Differential Diagnosis
  • The differential diagnosis varies based on the age of the patient and the plain radiographs.
    • Young patient, benign appearance:
      • Unicameral bone cyst
      • NOF
      • Fibrous dysplasia
    • Young patient, malignant appearance:
      • Osteosarcoma
      • Ewing sarcoma
    • Adult patient, malignant appearance:
      • Metastatic disease
      • Myeloma
      • Lymphoma
Treatment
Initial Stabilization
  • Many patients have bone pain with activity, and it may occur weeks to months before pathologic fracture.
    • When activity-related pain exists with a
      radiographically documented destructive lesion, an ambulatory support
      to reduce loading should be recommended.
      • Walker
      • 2 crutches
      • Single cane
General Measures
  • Control pain.
  • Reduce forces with walking aid or by placing patient at bed rest.
Activity
  • Reduce activity.
    • Recommend ambulatory aid.
    • If patient is unable to walk, recommend a wheelchair.
    • If unable to control pain, recommend bed rest.
Nursing
  • Assess patient and recommend general measures:
    • Walking aid
    • Activity reduction
Special Therapy
Radiotherapy
  • Often used after pathologic fractures are treated surgically.
  • Specific indications include:
    • Metastatic bone disease
    • Multiple myeloma
    • Lymphoma
Physical Therapy
  • Used before and after surgery:
    • Before surgical stabilization:
      • Instruct patient on protected weightbearing with walking aid.
    • After stabilization:
      • Instruct patient on use of walking aid.
      • Begin program to regain strength.
Medication
  • Pain medications used as necessary
  • Diphosphonates for metastatic bone disease and multiple myeloma
Surgery
  • Pathologic fractures usually are treated with an internal fixation device such as an intramedullary nail.

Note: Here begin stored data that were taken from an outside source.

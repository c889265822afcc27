//! State reconstruction by replaying entry histories
//!
//! A problem's `SchedulingState` is never trusted on its own: it is whatever
//! folding `advance` over the problem's entries produces. Replays sort by
//! `(ts, id)` so two machines holding the same entry set always arrive at the
//! same state, whatever order the entries were inserted, deleted or merged in.

use std::collections::{BTreeMap, BTreeSet};

use crate::model::Entry;

use super::algorithm::{advance, Sm2State};
use super::state::SchedulingState;

/// Sort entries into replay order: timestamp ascending, then identifier
pub fn sort_entries(entries: &mut [Entry]) {
    entries.sort_by(|a, b| a.replay_key().cmp(&b.replay_key()));
}

/// Reconstruct a problem's state from its complete entry history
///
/// `entries` may be in any order. An empty history yields the reset state,
/// due at `now`. `now` is not consulted otherwise.
pub fn recompute(entries: &[Entry], now: i64) -> SchedulingState {
    let mut ordered: Vec<&Entry> = entries.iter().collect();
    ordered.sort_by(|a, b| a.replay_key().cmp(&b.replay_key()));

    let Some(last) = ordered.last() else {
        return SchedulingState::reset(now);
    };
    let last_ts = last.ts;

    let sm2 = ordered
        .iter()
        .fold(Sm2State::default(), |state, entry| advance(state, entry.confidence));

    SchedulingState::reviewed(sm2, last_ts)
}

/// Result of rebuilding every problem from a full entry set
#[derive(Debug, Clone, Default, PartialEq)]
pub struct Rebuild {
    /// Recomputed state per known problem
    pub states: BTreeMap<i64, SchedulingState>,
    /// Entries whose problem is not known, left untouched
    pub orphaned: Vec<String>,
}

/// Recompute the state of every known problem from `entries`
///
/// Known problems without entries get the reset state. Entries that reference
/// an unknown problem are reported as orphans and do not affect any state.
pub fn rebuild_states<I>(entries: &[Entry], problems: I, now: i64) -> Rebuild
where
    I: IntoIterator<Item = i64>,
{
    let known: BTreeSet<i64> = problems.into_iter().collect();

    let mut grouped: BTreeMap<i64, Vec<Entry>> = known.iter().map(|id| (*id, Vec::new())).collect();
    let mut orphaned = Vec::new();

    for entry in entries {
        match grouped.get_mut(&entry.problem_id) {
            Some(history) => history.push(entry.clone()),
            None => orphaned.push(entry.id.clone()),
        }
    }

    if !orphaned.is_empty() {
        tracing::warn!(
            count = orphaned.len(),
            "Skipping entries that reference unknown problems"
        );
    }

    let states = grouped
        .into_iter()
        .map(|(problem_id, history)| (problem_id, recompute(&history, now)))
        .collect();

    Rebuild { states, orphaned }
}
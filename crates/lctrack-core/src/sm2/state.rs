//! Scheduling state - the cached projection of a problem's review history

use serde::{Deserialize, Serialize};

use super::algorithm::{advance, Confidence, Sm2State, INITIAL_EASINESS, SECONDS_PER_DAY};

/// Current spaced repetition state of one problem
///
/// Always derivable from the problem's entries; storage only caches it.
#[derive(Debug, Clone, Copy, PartialEq, Serialize, Deserialize)]
#[serde(rename_all = "camelCase")]
pub struct SchedulingState {
    /// Consecutive qualifying reviews since the last reset (n)
    pub repetitions: u32,
    /// Easiness factor (EF), >= 1.3
    pub easiness: f64,
    /// Interval in whole days (I)
    pub interval: u32,
    /// Timestamp of the last contributing entry, `None` without entries
    pub last_review_at: Option<i64>,
    /// Unix timestamp (seconds) when the problem is next due
    pub next_review_at: i64,
}

impl SchedulingState {
    /// State of a problem without any entries: immediately due at `now`
    pub fn reset(now: i64) -> Self {
        Self {
            repetitions: 0,
            easiness: INITIAL_EASINESS,
            interval: 0,
            last_review_at: None,
            next_review_at: now,
        }
    }

    /// State after a review at `reviewed_at` produced `sm2`
    ///
    /// `next_review_at` saturates at `i64::MAX` instead of overflowing.
    pub fn reviewed(sm2: Sm2State, reviewed_at: i64) -> Self {
        // u32::MAX days in seconds fits comfortably in i64
        let delay = i64::from(sm2.interval) * SECONDS_PER_DAY;
        Self {
            repetitions: sm2.repetitions,
            easiness: sm2.easiness,
            interval: sm2.interval,
            last_review_at: Some(reviewed_at),
            next_review_at: reviewed_at.saturating_add(delay),
        }
    }

    /// The SM-2 triple carried between reviews
    pub fn sm2(&self) -> Sm2State {
        Sm2State {
            repetitions: self.repetitions,
            easiness: self.easiness,
            interval: self.interval,
        }
    }

    /// Incremental fast path: apply one new review on top of this state
    ///
    /// Returns `None` when `reviewed_at` is not strictly after the last
    /// review. Such an entry may sort before existing ones, so the caller must
    /// fall back to a full `recompute`.
    pub fn advance(&self, confidence: Confidence, reviewed_at: i64) -> Option<Self> {
        match self.last_review_at {
            Some(last) if reviewed_at <= last => None,
            _ => Some(Self::reviewed(advance(self.sm2(), confidence), reviewed_at)),
        }
    }

    /// Whether the problem is due for review at `now`
    pub fn is_due(&self, now: i64) -> bool {
        self.next_review_at <= now
    }

    /// Whole days until the problem is due (negative when overdue)
    pub fn days_until_due(&self, now: i64) -> i64 {
        self.next_review_at
            .saturating_sub(now)
            .div_euclid(SECONDS_PER_DAY)
    }
}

    • Hip replacement is used for femoral neck fractures.
    • Patients with pathologic fractures
      secondary to sarcomas, such as osteosarcoma, usually are treated with a
      cast and then wide resection after several cycles of chemotherapy.
Follow-up
  • Patients are followed at 1-month intervals until the fracture heals.
    • Plain radiographs are used to assess healing.
Disposition
Issues for Referral
Patients are referred to an orthopaedic oncologist for management.
Prognosis
  • The prognosis depends entirely on the underlying process.
  • Benign diagnoses: Excellent
  • Malignant diagnoses:
    • Metastases (uniformly fatal, median survival)
    • Lung, kidney: 6–12 months
    • Breast, prostate: 24–48 months
    • Myeloma: Median survival, 3–5 years (2)
    • Lymphoma: 60–80% survival at 5 years (3)
    • Osteosarcoma: 60–70% survival at 5 years (4)
Complications
  • Related to the surgery:
    • Infection
    • Delayed wound healing
    • Failure to heal
Patient Monitoring
1-month intervals until the fracture heals
References
1. Hipp JA, Springfield DS, Hayes WC. Predicting pathologic fracture risk in the management of metastatic bone defects. Clin Orthop Relat Res 1995;312:120–135.
2. McCarthy
EF, Frassica FJ. Plasma cell dyscrasia. In: Pathology of Bone and Joint
Disorders: With Clinical and Radiographic Correlation. Philadelphia: WB
Saunders, 1998:185–193.
3. McCarthy
EF, Frassica FJ. Primary bone tumors. In: Pathology of Bone and Joint
Disorders: With Clinical and Radiographic Correlation. Philadelphia: WB
Saunders, 1998:195–275.
4. Hornicek
FJ. Ewing’s sarcoma. In: Menendez LR, ed. Orthopaedic Knowledge Update:
Musculoskeletal Tumors. Rosemont, IL: American Academy of Orthopaedic
Surgeons, 2002:195–202.
Miscellaneous
Codes
ICD9-CM
733.10 Pathologic fracture
Patient Teaching
Patients are instructed on the nature of the underlying lesion.
Activity
Protected weightbearing until fracture union occurs
Prevention
Prophylactic fixation often is recommended if the weakened bone state is detected before the fracture occurs.
FAQ
Q: What is the most common cause of a pathologic fracture in the adult patient?
A: Bone metastases and myeloma are the most common causes.

Q: How long does it take for a pathologic fracture to heal?
A: In general, ~6–10 weeks, depending on the fracture pattern and the amount of bone loss.